KABUL CITY – Her hands move slowly over the keyboard as she starts typing during computer class. “We are students at the High School for the Blind,” types Tamana Niazi in English on the computer screen. Nineteen-year-old Tamana was born blind. Although she cannot see, Tamana possesses the dedication to work hard so that she does not end up being a burden for her family and society.
The support she receives from her family as well as from the Vocational High School for the Blind enables her to attend school. Together with her four classmates in Grade 11, she practices MS Word in the school’s computer lab. “Although it is more difficult for persons with blindness to learn computer skills, I am determined to do it because I want to become a teacher after I finish my studies,” Tamana says.
The high school for the blind is the only public school in the nation that provides an opportunity to blind and visually impaired individuals to study in a conducive learning environment with the requisite teaching material and equipment. The school has three departments—vocational skill development, general education, and Islamic education—structured on a 12-grade teaching system.
Currently, more than 170 students, 65 of whom are girls, are studying at the school. The majority of the students have complete blindness while a small number have impaired vision, which allows them to see only a short distance.
Some of the high school graduates have enrolled at public universities after successfully passing the Kankor (university entrance) exam, majoring in subjects such as law, journalism, literature, and psychology. “Since 2012, 16 students have graduated from the vocational school,” says Khoja Abdul Kabir Sediqi, the school principal.
Visually impaired students sit for a special Kankor exam with 100 multiple choice questions. An assistant reads the questions and choices aloud to the student, who answers orally. The assistant then circles the given answers on the exam sheet.
Nasir Ahmad, 24, one of the high school graduates who passed the Kankor exam, is studying psychology of the blind at the Burhanuddin Rabbani University, a public institution. “I am not a blind person anymore. I have enlightened myself with the light of knowledge and awareness,” he says. “In the future, I want to become a teacher and serve other blind people.” He manages as well as any other student by recording the lectures with a sound recorder and turning the study material into Braille.

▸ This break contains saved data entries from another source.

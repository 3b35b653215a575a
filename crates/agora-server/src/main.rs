use std::net::SocketAddr;
use std::sync::Arc;

use axum::{ServiceExt, extract::Request};
use tracing::info;

use agora_api::config::Config;
use agora_api::google::GoogleClient;
use agora_api::routes;
use agora_api::state::{AppState, AppStateInner};

#[tokio::main]
async fn main() -> anyhow::Result<()> {
    // Load .env if present
    let _ = dotenvy::dotenv();

    // Init logging
    tracing_subscriber::fmt()
        .with_env_filter(
            tracing_subscriber::EnvFilter::try_from_default_env().unwrap_or_else(|_| {
                "agora_server=debug,agora_api=debug,agora_db=info,tower_http=debug".into()
            }),
        )
        .init();

    let config = Config::from_env()?;

    // Init database
    let db = agora_db::Database::open(&config.db_path)?;
    let pruned = db.prune_sessions()?;
    info!("Pruned {} expired sessions at startup", pruned);

    let state: AppState = Arc::new(AppStateInner {
        db,
        google: GoogleClient::new(config.google),
        cookie_secure: config.cookie_secure,
    });

    let app = routes::app(state);

    let addr: SocketAddr = format!("{}:{}", config.host, config.port).parse()?;
    info!("Agora server listening on {}", addr);

    let listener = tokio::net::TcpListener::bind(addr).await?;
    axum::serve(listener, ServiceExt::<Request>::into_make_service(app))
        .with_graceful_shutdown(shutdown_signal())
        .await?;

    Ok(())
}

async fn shutdown_signal() {
    let ctrl_c = tokio::signal::ctrl_c();
    #[cfg(unix)]
    {
        let mut sigterm =
            match tokio::signal::unix::signal(tokio::signal::unix::SignalKind::terminate()) {
                Ok(s) => s,
                Err(e) => {
                    tracing::warn!("Failed to install SIGTERM handler: {}", e);
                    ctrl_c.await.ok();
                    return;
                }
            };
        tokio::select! {
            _ = ctrl_c => info!("Received Ctrl+C, shutting down..."),
            _ = sigterm.recv() => info!("Received SIGTERM, shutting down..."),
        }
    }
    #[cfg(not(unix))]
    {
        ctrl_c.await.ok();
        info!("Received Ctrl+C, shutting down...");
    }
}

Salima, 21, another graduate from the school, is now a law and political science student at Kabul University. To prepare for Kabul University’s entrance exam, she and her classmates listened to old exam questions and answers. The National Publications Department, which has been equipped and funded by the World Bank, recorded the old exam sheets in audio. The students listened regularly to the recordings and practiced answering the questions. This method helped them to answer the questions correctly during the actual exams.
“In high school, we studied as a group because we all had the same problem,” says Salima. “At the end, those group studies helped us a lot in passing the university’s entrance exam.”